En réalité, les doutes s’installent très tôt dans l’opinion britannique, dès 2020, et à partir de mi-2021, le pourcentage de la population qui considère le Brexit comme une mauvaise décision devient supérieure à celui qui le considère toujours comme une bonne décision. Depuis, l’écart ne cesse de se creuser.
Les Écossais, qui avaient voté à plus de 62 % pour rester dans l’Union européenne font continuellement pression sur Londres pour qu’un nouveau referendum d’indépendance puisse se tenir. Certes le dernier referendum sur ce sujet, qui date de 2014, s’était conclu par une nette victoire du « non » (55%), mais l’enjeu aujourd’hui serait bien différent, puisque la question posée, en creux, serait également, « pour ou contre revenir dans l’UE » …
Fin 2022, la cour suprême britannique a confirmé qu’un tel referendum ne peut être organisé sans l’accord de Londres, qui s’y oppose fermement. Il n’en reste pas moins que les Écossais continueront de maintenir la pression politique sur ce sujet.
De même, l’Irlande du Nord, favorable à 55% au maintien dans l’UE, et qui a vu la victoire historique du Sinn Féin en début d’année 2022 (voir la note spécifique de l’association sur ce sujet), a désormais quelques arguments supplémentaires pour revendiquer sa réunification avec la République d’Irlande…
Pourtant, ni la droite ni la gauche britannique n’envisage sérieusement d’entamer des démarches pour rejoindre de nouveau l’Union européenne, démarches qui seraient, en tout état de cause, très longues. Keir Starmer, leader de la gauche l’a rappelé récemment : s’il souhaite « améliorer les relations avec l’UE », pas question à ce stade d’envisager un retour.
Finalement le Brexit n’aura fait que des perdants, parmi lesquels les travailleurs, les entreprises, les plus démunis, les jeunes, les artistes…
Dans une moindre mesure, les pays de l’Union européenne aussi sont perdants, et pas seulement économiquement. Si les Britanniques donnaient parfois l’impression d‘avoir « un pied dedans et un pied dehors », il n’en reste pas moins que leur apport intellectuel et leur pragmatisme légendaire et bien réel étaient des atouts pour l’Union européenne. Qui peut se réjouir d’avoir vu les députés britanniques européens, en pleurs au moment de quitter le Parlement, chantant « ce n'est qu’un au revoir » ?

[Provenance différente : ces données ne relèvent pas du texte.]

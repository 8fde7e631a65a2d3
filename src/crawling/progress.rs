//! Crawl checkpointing
//!
//! The cursor file holds one integer: every item below it has a line in the
//! output log. The cursor only moves over a contiguous run of successes, so a
//! failed item is retried on the next run and the value never decreases.
//! Items past the cursor that already have a log line (they succeeded after an
//! earlier item failed) are recognised by `href` and not fetched again.

use std::collections::HashSet;
use std::path::{Path, PathBuf};

use tokio::fs::{self, File, OpenOptions};
use tokio::io::AsyncWriteExt;
use tokio::sync::Mutex;
use tracing::{debug, info, warn};

use super::CrawlError;
use crate::domain::{CrawlItem, DetailRecord};

/// Read the cursor; a missing or blank file means "start from 0"
pub async fn load_progress(path: &Path) -> Result<usize, CrawlError> {
    let content = match fs::read_to_string(path).await {
        Ok(content) => content,
        Err(e) if e.kind() == std::io::ErrorKind::NotFound => return Ok(0),
        Err(e) => return Err(CrawlError::checkpoint(path, e)),
    };

    let trimmed = content.trim();
    if trimmed.is_empty() {
        return Ok(0);
    }
    trimmed
        .parse::<usize>()
        .map_err(|e| CrawlError::checkpoint(path, format!("invalid cursor '{}': {}", trimmed, e)))
}

/// Replace the cursor file atomically (temp file + rename)
pub async fn persist_progress(path: &Path, cursor: usize) -> Result<(), CrawlError> {
    if let Some(parent) = path.parent().filter(|p| !p.as_os_str().is_empty()) {
        fs::create_dir_all(parent).await.map_err(|e| CrawlError::checkpoint(parent, e))?;
    }

    let mut temp_name = path.as_os_str().to_owned();
    temp_name.push(".tmp");
    let temp_path = PathBuf::from(temp_name);

    fs::write(&temp_path, cursor.to_string())
        .await
        .map_err(|e| CrawlError::checkpoint(&temp_path, e))?;
    fs::rename(&temp_path, path)
        .await
        .map_err(|e| CrawlError::checkpoint(path, e))
}

/// Output log as found on disk
struct ExistingLog {
    /// `href` of every complete record
    hrefs: HashSet<String>,
    /// Last line was cut short and lacks its newline
    unterminated: bool,
}

async fn load_existing_log(path: &Path) -> Result<ExistingLog, CrawlError> {
    let content = match fs::read_to_string(path).await {
        Ok(content) => content,
        Err(e) if e.kind() == std::io::ErrorKind::NotFound => {
            return Ok(ExistingLog {
                hrefs: HashSet::new(),
                unterminated: false,
            });
        }
        Err(e) => return Err(CrawlError::checkpoint(path, e)),
    };

    let mut hrefs = HashSet::new();
    for (line_no, line) in content.lines().enumerate() {
        if line.trim().is_empty() {
            continue;
        }
        match serde_json::from_str::<serde_json::Value>(line) {
            Ok(value) => {
                if let Some(href) = value.get("href").and_then(|h| h.as_str()) {
                    hrefs.insert(href.to_string());
                }
            }
            // Usually a line cut short by a crash
            Err(e) => warn!("⚠️ Ignoring unreadable line {} in {}: {}", line_no + 1, path.display(), e),
        }
    }
    Ok(ExistingLog {
        hrefs,
        unterminated: !content.is_empty() && !content.ends_with('\n'),
    })
}

struct CoordinatorState {
    log: File,
    cursor: usize,
    /// Per item: has a line in the output log
    done: Vec<bool>,
}

impl CoordinatorState {
    /// Move the cursor over the contiguous run of finished items
    fn advance(&mut self) -> bool {
        let before = self.cursor;
        while self.cursor < self.done.len() && self.done[self.cursor] {
            self.cursor += 1;
        }
        self.cursor != before
    }
}

/// Sole owner of the output log and the cursor file
pub struct CrawlCoordinator {
    output_path: PathBuf,
    progress_path: PathBuf,
    state: Mutex<CoordinatorState>,
    pending: Vec<usize>,
    skipped: usize,
}

impl CrawlCoordinator {
    /// Load the cursor and the log, and work out which items still need fetching
    pub async fn open(output_path: &Path, progress_path: &Path, items: &[CrawlItem]) -> Result<Self, CrawlError> {
        let start = load_progress(progress_path).await?;
        let existing = load_existing_log(output_path).await?;

        let mut done = vec![false; items.len()];
        let mut pending = Vec::new();
        let mut skipped = 0;
        for (index, item) in items.iter().enumerate().skip(start) {
            if existing.hrefs.contains(&item.product_href) {
                done[index] = true;
                skipped += 1;
            } else {
                pending.push(index);
            }
        }
        // Items below the cursor are finished by definition
        for flag in done.iter_mut().take(start) {
            *flag = true;
        }

        if let Some(parent) = output_path.parent().filter(|p| !p.as_os_str().is_empty()) {
            fs::create_dir_all(parent).await.map_err(|e| CrawlError::checkpoint(parent, e))?;
        }
        let mut log = OpenOptions::new()
            .create(true)
            .append(true)
            .open(output_path)
            .await
            .map_err(|e| CrawlError::checkpoint(output_path, e))?;
        if existing.unterminated {
            log.write_all(b"\n")
                .await
                .map_err(|e| CrawlError::checkpoint(output_path, e))?;
            log.flush().await.map_err(|e| CrawlError::checkpoint(output_path, e))?;
        }

        let mut state = CoordinatorState {
            log,
            cursor: start,
            done,
        };
        if state.advance() {
            persist_progress(progress_path, state.cursor).await?;
        }

        info!(
            "📋 Resuming at item {} of {}: {} pending, {} already in {}",
            state.cursor,
            items.len(),
            pending.len(),
            skipped,
            output_path.display()
        );

        Ok(Self {
            output_path: output_path.to_path_buf(),
            progress_path: progress_path.to_path_buf(),
            state: Mutex::new(state),
            pending,
            skipped,
        })
    }

    /// Item indices still to fetch, ascending
    pub fn pending(&self) -> &[usize] {
        &self.pending
    }

    /// Items at or past the cursor that were already in the log
    pub fn skipped(&self) -> usize {
        self.skipped
    }

    pub async fn cursor(&self) -> usize {
        self.state.lock().await.cursor
    }

    pub async fn is_done(&self, index: usize) -> bool {
        self.state.lock().await.done.get(index).copied().unwrap_or(false)
    }

    /// Append the record, then move and persist the cursor
    pub async fn record_success(&self, index: usize, record: &DetailRecord) -> Result<(), CrawlError> {
        let mut line = serde_json::to_string(record).map_err(|e| CrawlError::checkpoint(&self.output_path, e))?;
        line.push('\n');

        let mut state = self.state.lock().await;
        state
            .log
            .write_all(line.as_bytes())
            .await
            .map_err(|e| CrawlError::checkpoint(&self.output_path, e))?;
        state
            .log
            .flush()
            .await
            .map_err(|e| CrawlError::checkpoint(&self.output_path, e))?;

        if let Some(flag) = state.done.get_mut(index) {
            *flag = true;
        }
        state.advance();
        let cursor = state.cursor;
        persist_progress(&self.progress_path, cursor).await?;
        debug!("Item {} recorded, cursor at {}", index, cursor);
        Ok(())
    }

    /// The cursor stays where it is; it is re-persisted so the file always
    /// reflects the latest outcome
    pub async fn record_failure(&self, index: usize) -> Result<(), CrawlError> {
        let state = self.state.lock().await;
        persist_progress(&self.progress_path, state.cursor).await?;
        debug!("Item {} failed, cursor held at {}", index, state.cursor);
        Ok(())
    }
}

#[cfg(test)]
mod tests {
    use super::*;
    use tempfile::tempdir;

    fn items(n: usize) -> Vec<CrawlItem> {
        (0..n).map(|i| CrawlItem::new(format!("https://groceries.example/product/{}", i))).collect()
    }

    fn record(i: usize) -> DetailRecord {
        DetailRecord {
            title: format!("Item {}", i),
            href: format!("https://groceries.example/product/{}", i),
            ..Default::default()
        }
    }

    #[tokio::test]
    async fn test_progress_file_round_trip() {
        let dir = tempdir().unwrap();
        let path = dir.path().join("progress.txt");

        assert_eq!(load_progress(&path).await.unwrap(), 0);
        persist_progress(&path, 17).await.unwrap();
        assert_eq!(std::fs::read_to_string(&path).unwrap(), "17");
        assert_eq!(load_progress(&path).await.unwrap(), 17);

        std::fs::write(&path, "seventeen").unwrap();
        assert!(matches!(load_progress(&path).await, Err(CrawlError::CheckpointIo { .. })));
    }

    #[tokio::test]
    async fn test_cursor_waits_for_earliest_failure() {
        let dir = tempdir().unwrap();
        let output = dir.path().join("out.json");
        let progress = dir.path().join("progress.txt");
        let items = items(4);

        let coordinator = CrawlCoordinator::open(&output, &progress, &items).await.unwrap();
        assert_eq!(coordinator.pending(), &[0, 1, 2, 3]);

        coordinator.record_success(0, &record(0)).await.unwrap();
        coordinator.record_failure(1).await.unwrap();
        coordinator.record_success(3, &record(3)).await.unwrap();
        coordinator.record_success(2, &record(2)).await.unwrap();

        assert_eq!(coordinator.cursor().await, 1);
        assert_eq!(load_progress(&progress).await.unwrap(), 1);
        assert!(coordinator.is_done(3).await);
        assert!(!coordinator.is_done(1).await);

        coordinator.record_success(1, &record(1)).await.unwrap();
        assert_eq!(coordinator.cursor().await, 4);
        assert_eq!(std::fs::read_to_string(&output).unwrap().lines().count(), 4);
    }

    #[tokio::test]
    async fn test_reopen_skips_logged_items_past_cursor() {
        let dir = tempdir().unwrap();
        let output = dir.path().join("out.json");
        let progress = dir.path().join("progress.txt");
        let items = items(5);

        {
            let coordinator = CrawlCoordinator::open(&output, &progress, &items).await.unwrap();
            coordinator.record_success(0, &record(0)).await.unwrap();
            coordinator.record_failure(1).await.unwrap();
            coordinator.record_success(3, &record(3)).await.unwrap();
        }
        // Half-written line from a crash
        let mut log = std::fs::read_to_string(&output).unwrap();
        log.push_str("{\"title\": \"Item 4\", \"hre");
        std::fs::write(&output, log).unwrap();

        let reopened = CrawlCoordinator::open(&output, &progress, &items).await.unwrap();
        assert_eq!(reopened.cursor().await, 1);
        assert_eq!(reopened.pending(), &[1, 2, 4]);
        assert_eq!(reopened.skipped(), 1);

        reopened.record_success(1, &record(1)).await.unwrap();
        let last_line = std::fs::read_to_string(&output).unwrap().lines().last().unwrap().to_string();
        assert_eq!(serde_json::from_str::<DetailRecord>(&last_line).unwrap(), record(1));
    }

    #[tokio::test]
    async fn test_open_advances_over_logged_prefix() {
        let dir = tempdir().unwrap();
        let output = dir.path().join("out.json");
        let progress = dir.path().join("progress.txt");
        let items = items(3);
        persist_progress(&progress, 1).await.unwrap();
        std::fs::write(&output, format!("{}\n", serde_json::to_string(&record(1)).unwrap())).unwrap();

        let coordinator = CrawlCoordinator::open(&output, &progress, &items).await.unwrap();

        assert_eq!(coordinator.cursor().await, 2);
        assert_eq!(load_progress(&progress).await.unwrap(), 2);
        assert_eq!(coordinator.pending(), &[2]);
    }
}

Qui a oublié cette image magnifique et triste du drapeau européen projeté sur les falaises de Douvres et ce message des Britanniques adressé au peuple européen : « gardez-nous notre étoile ». Nous la gardons, comme nous gardons l’espoir d’une Union européenne écologique, sociale, garantissant la paix et la fraternité entre les peuples qui la composent.
Vive l’Union européenne, et vive l’amitié franco-britannique.